• PROBLEM REQUIREMENTS
Transcribe each line of the material with no alterations.

===== RECORDS PROVIDED =====

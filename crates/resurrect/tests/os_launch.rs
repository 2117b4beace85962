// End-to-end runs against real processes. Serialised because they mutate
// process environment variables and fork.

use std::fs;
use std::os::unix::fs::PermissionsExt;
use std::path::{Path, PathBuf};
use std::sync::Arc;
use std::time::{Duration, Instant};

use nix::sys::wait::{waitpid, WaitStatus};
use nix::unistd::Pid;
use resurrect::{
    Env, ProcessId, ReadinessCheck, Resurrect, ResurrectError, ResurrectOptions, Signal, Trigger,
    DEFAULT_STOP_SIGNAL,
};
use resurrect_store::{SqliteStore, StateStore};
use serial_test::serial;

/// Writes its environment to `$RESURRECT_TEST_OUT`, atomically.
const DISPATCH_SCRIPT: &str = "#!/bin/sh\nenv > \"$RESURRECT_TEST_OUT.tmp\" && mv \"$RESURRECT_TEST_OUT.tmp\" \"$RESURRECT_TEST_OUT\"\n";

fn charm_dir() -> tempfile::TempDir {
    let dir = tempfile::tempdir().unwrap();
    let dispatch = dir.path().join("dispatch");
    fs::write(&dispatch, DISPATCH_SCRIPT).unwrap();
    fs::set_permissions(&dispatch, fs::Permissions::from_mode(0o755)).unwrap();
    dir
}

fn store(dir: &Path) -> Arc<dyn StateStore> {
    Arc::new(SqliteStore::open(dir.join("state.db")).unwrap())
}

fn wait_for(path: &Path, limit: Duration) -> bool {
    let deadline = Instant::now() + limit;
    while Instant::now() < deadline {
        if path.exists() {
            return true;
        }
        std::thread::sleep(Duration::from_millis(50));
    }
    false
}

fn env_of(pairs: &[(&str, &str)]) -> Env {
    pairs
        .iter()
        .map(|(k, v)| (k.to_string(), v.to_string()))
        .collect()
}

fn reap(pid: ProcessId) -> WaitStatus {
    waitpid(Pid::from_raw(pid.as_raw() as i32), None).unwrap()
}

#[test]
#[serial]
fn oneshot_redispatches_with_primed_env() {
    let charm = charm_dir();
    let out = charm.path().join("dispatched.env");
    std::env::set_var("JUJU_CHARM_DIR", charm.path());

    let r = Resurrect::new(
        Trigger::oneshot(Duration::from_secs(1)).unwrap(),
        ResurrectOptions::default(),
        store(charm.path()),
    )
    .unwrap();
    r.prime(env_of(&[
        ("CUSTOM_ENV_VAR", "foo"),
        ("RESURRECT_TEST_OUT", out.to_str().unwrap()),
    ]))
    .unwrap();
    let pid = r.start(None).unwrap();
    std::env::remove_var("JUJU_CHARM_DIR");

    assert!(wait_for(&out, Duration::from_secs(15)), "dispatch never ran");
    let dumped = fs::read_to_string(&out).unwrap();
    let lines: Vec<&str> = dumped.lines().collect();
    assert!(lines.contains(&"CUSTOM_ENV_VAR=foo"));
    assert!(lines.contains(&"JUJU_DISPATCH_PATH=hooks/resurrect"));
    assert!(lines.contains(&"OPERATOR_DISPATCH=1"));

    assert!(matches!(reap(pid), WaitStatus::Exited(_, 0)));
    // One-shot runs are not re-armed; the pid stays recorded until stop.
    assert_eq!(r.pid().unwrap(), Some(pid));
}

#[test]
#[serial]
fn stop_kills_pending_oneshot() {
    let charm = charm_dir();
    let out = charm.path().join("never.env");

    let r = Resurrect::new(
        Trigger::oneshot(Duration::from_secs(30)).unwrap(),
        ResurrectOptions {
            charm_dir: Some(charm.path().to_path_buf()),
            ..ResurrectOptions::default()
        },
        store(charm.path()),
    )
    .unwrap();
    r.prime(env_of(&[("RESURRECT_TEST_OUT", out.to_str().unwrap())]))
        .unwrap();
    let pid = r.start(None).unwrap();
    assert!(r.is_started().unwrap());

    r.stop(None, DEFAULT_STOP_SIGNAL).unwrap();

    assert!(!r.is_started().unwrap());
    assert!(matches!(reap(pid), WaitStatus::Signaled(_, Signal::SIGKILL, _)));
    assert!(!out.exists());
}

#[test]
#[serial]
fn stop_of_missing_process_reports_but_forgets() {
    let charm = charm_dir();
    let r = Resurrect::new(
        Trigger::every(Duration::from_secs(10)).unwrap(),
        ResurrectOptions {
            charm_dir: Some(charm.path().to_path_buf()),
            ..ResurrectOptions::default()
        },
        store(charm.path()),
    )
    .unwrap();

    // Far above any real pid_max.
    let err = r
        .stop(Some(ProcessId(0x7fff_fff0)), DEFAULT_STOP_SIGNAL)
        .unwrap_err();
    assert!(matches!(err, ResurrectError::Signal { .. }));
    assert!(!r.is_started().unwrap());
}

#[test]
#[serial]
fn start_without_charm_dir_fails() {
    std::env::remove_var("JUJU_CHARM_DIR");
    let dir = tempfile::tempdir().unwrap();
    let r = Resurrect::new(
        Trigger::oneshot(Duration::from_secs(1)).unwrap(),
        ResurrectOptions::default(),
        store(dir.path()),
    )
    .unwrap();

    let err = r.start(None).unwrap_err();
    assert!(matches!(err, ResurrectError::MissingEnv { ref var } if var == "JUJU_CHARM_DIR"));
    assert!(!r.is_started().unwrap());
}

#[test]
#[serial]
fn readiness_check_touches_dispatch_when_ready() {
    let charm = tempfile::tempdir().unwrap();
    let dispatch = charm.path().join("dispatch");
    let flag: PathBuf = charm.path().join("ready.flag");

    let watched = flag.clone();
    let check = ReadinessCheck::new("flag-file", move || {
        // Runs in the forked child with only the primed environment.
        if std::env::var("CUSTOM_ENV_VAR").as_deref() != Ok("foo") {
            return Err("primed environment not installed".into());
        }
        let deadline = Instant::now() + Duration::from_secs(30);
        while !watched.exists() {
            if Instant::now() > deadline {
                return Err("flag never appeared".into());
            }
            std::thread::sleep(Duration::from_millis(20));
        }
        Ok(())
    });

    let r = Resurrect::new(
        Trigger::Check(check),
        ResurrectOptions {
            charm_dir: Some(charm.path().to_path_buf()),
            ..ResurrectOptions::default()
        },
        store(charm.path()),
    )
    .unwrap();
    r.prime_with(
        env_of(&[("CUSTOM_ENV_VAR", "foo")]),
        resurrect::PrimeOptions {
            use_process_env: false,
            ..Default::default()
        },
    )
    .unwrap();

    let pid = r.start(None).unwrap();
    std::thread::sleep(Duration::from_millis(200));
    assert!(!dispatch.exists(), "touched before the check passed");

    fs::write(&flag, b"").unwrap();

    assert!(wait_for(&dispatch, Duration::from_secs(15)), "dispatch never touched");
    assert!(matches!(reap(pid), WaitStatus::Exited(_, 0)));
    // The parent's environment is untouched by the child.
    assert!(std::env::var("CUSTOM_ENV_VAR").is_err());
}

=====

• OUTPUT
filename crates/resurrect/tests/os_launch.rs
repository 2117b4beace85962
// End-to-end runs against real processes. Serialised because they mutate
// process environment variables and fork.

use std::fs;
use std::os::unix::fs::PermissionsExt;
use std::path::{Path, PathBuf};
use std::sync::Arc;
use std::time::{Duration, Instant};

use nix::sys::wait::{waitpid, WaitStatus};
use nix::unistd::Pid;
use resurrect::{
    Env, ProcessId, ReadinessCheck, Resurrect, ResurrectError, ResurrectOptions, Signal, Trigger,
    DEFAULT_STOP_SIGNAL,
};
use resurrect_store::{SqliteStore, StateStore};
use serial_test::serial;

/// Writes its environment to `$RESURRECT_TEST_OUT`, atomically.
const DISPATCH_SCRIPT: &str = "#!/bin/sh\nenv > \"$RESURRECT_TEST_OUT.tmp\" && mv \"$RESURRECT_TEST_OUT.tmp\" \"$RESURRECT_TEST_OUT\"\n";

fn charm_dir() -> tempfile::TempDir {
    let dir = tempfile::tempdir().unwrap();
    let dispatch = dir.path().join("dispatch");
    fs::write(&dispatch, DISPATCH_SCRIPT).unwrap();
    fs::set_permissions(&dispatch, fs::Permissions::from_mode(0o755)).unwrap();
    dir
}

fn store(dir: &Path) -> Arc<dyn StateStore> {
    Arc::new(SqliteStore::open(dir.join("state.db")).unwrap())
}

fn wait_for(path: &Path, limit: Duration) -> bool {
    let deadline = Instant::now() + limit;
    while Instant::now() < deadline {
        if path.exists() {
            return true;
        }
        std::thread::sleep(Duration::from_millis(50));
    }
    false
}

fn env_of(pairs: &[(&str, &str)]) -> Env {
    pairs
        .iter()
        .map(|(k, v)| (k.to_string(), v.to_string()))
        .collect()
}

fn reap(pid: ProcessId) -> WaitStatus {
    waitpid(Pid::from_raw(pid.as_raw() as i32), None).unwrap()
}

#[test]
#[serial]
fn oneshot_redispatches_with_primed_env() {
    let charm = charm_dir();
    let out = charm.path().join("dispatched.env");
    std::env::set_var("JUJU_CHARM_DIR", charm.path());

    let r = Resurrect::new(
        Trigger::oneshot(Duration::from_secs(1)).unwrap(),
        ResurrectOptions::default(),
        store(charm.path()),
    )
    .unwrap();
    r.prime(env_of(&[
        ("CUSTOM_ENV_VAR", "foo"),
        ("RESURRECT_TEST_OUT", out.to_str().unwrap()),
    ]))
    .unwrap();
    let pid = r.start(None).unwrap();
    std::env::remove_var("JUJU_CHARM_DIR");

    assert!(wait_for(&out, Duration::from_secs(15)), "dispatch never ran");
    let dumped = fs::read_to_string(&out).unwrap();
    let lines: Vec<&str> = dumped.lines().collect();
    assert!(lines.contains(&"CUSTOM_ENV_VAR=foo"));
    assert!(lines.contains(&"JUJU_DISPATCH_PATH=hooks/resurrect"));
    assert!(lines.contains(&"OPERATOR_DISPATCH=1"));

    assert!(matches!(reap(pid), WaitStatus::Exited(_, 0)));
    // One-shot runs are not re-armed; the pid stays recorded until stop.
    assert_eq!(r.pid().unwrap(), Some(pid));
}

#[test]
#[serial]
fn stop_kills_pending_oneshot() {
    let charm = charm_dir();
    let out = charm.path().join("never.env");

    let r = Resurrect::new(
        Trigger::oneshot(Duration::from_secs(30)).unwrap(),
        ResurrectOptions {
            charm_dir: Some(charm.path().to_path_buf()),
            ..ResurrectOptions::default()
        },
        store(charm.path()),
    )
    .unwrap();
    r.prime(env_of(&[("RESURRECT_TEST_OUT", out.to_str().unwrap())]))
        .unwrap();
    let pid = r.start(None).unwrap();
    assert!(r.is_started().unwrap());

    r.stop(None, DEFAULT_STOP_SIGNAL).unwrap();

    assert!(!r.is_started().unwrap());
    assert!(matches!(reap(pid), WaitStatus::Signaled(_, Signal::SIGKILL, _)));
    assert!(!out.exists());
}

#[test]
#[serial]
fn stop_of_missing_process_reports_but_forgets() {
    let charm = charm_dir();
    let r = Resurrect::new(
        Trigger::every(Duration::from_secs(10)).unwrap(),
        ResurrectOptions {
            charm_dir: Some(charm.path().to_path_buf()),
            ..ResurrectOptions::default()
        },
        store(charm.path()),
    )
    .unwrap();

    // Far above any real pid_max.
    let err = r
        .stop(Some(ProcessId(0x7fff_fff0)), DEFAULT_STOP_SIGNAL)
        .unwrap_err();
    assert!(matches!(err, ResurrectError::Signal { .. }));
    assert!(!r.is_started().unwrap());
}

#[test]
#[serial]
fn start_without_charm_dir_fails() {
    std::env::remove_var("JUJU_CHARM_DIR");
    let dir = tempfile::tempdir().unwrap();
    let r = Resurrect::new(
        Trigger::oneshot(Duration::from_secs(1)).unwrap(),
        ResurrectOptions::default(),
        store(dir.path()),
    )
    .unwrap();

    let err = r.start(None).unwrap_err();
    assert!(matches!(err, ResurrectError::MissingEnv { ref var } if var == "JUJU_CHARM_DIR"));
    assert!(!r.is_started().unwrap());
}

#[test]
#[serial]
fn readiness_check_touches_dispatch_when_ready() {
    let charm = tempfile::tempdir().unwrap();
    let dispatch = charm.path().join("dispatch");
    let flag: PathBuf = charm.path().join("ready.flag");

    let watched = flag.clone();
    let check = ReadinessCheck::new("flag-file", move || {
        // Runs in the forked child with only the primed environment.
        if std::env::var("CUSTOM_ENV_VAR").as_deref() != Ok("foo") {
            return Err("primed environment not installed".into());
        }
        let deadline = Instant::now() + Duration::from_secs(30);
        while !watched.exists() {
            if Instant::now() > deadline {
                return Err("flag never appeared".into());
            }
            std::thread::sleep(Duration::from_millis(20));
        }
        Ok(())
    });

    let r = Resurrect::new(
        Trigger::Check(check),
        ResurrectOptions {
            charm_dir: Some(charm.path().to_path_buf()),
            ..ResurrectOptions::default()
        },
        store(charm.path()),
    )
    .unwrap();
    r.prime_with(
        env_of(&[("CUSTOM_ENV_VAR", "foo")]),
        resurrect::PrimeOptions {
            use_process_env: false,
            ..Default::default()
        },
    )
    .unwrap();

    let pid = r.start(None).unwrap();
    std::thread::sleep(Duration::from_millis(200));
    assert!(!dispatch.exists(), "touched before the check passed");

    fs::write(&flag, b"").unwrap();

    assert!(wait_for(&dispatch, Duration::from_secs(15)), "dispatch never touched");
    assert!(matches!(reap(pid), WaitStatus::Exited(_, 0)));
    // The parent's environment is untouched by the child.
    assert!(std::env::var("CUSTOM_ENV_VAR").is_err());
}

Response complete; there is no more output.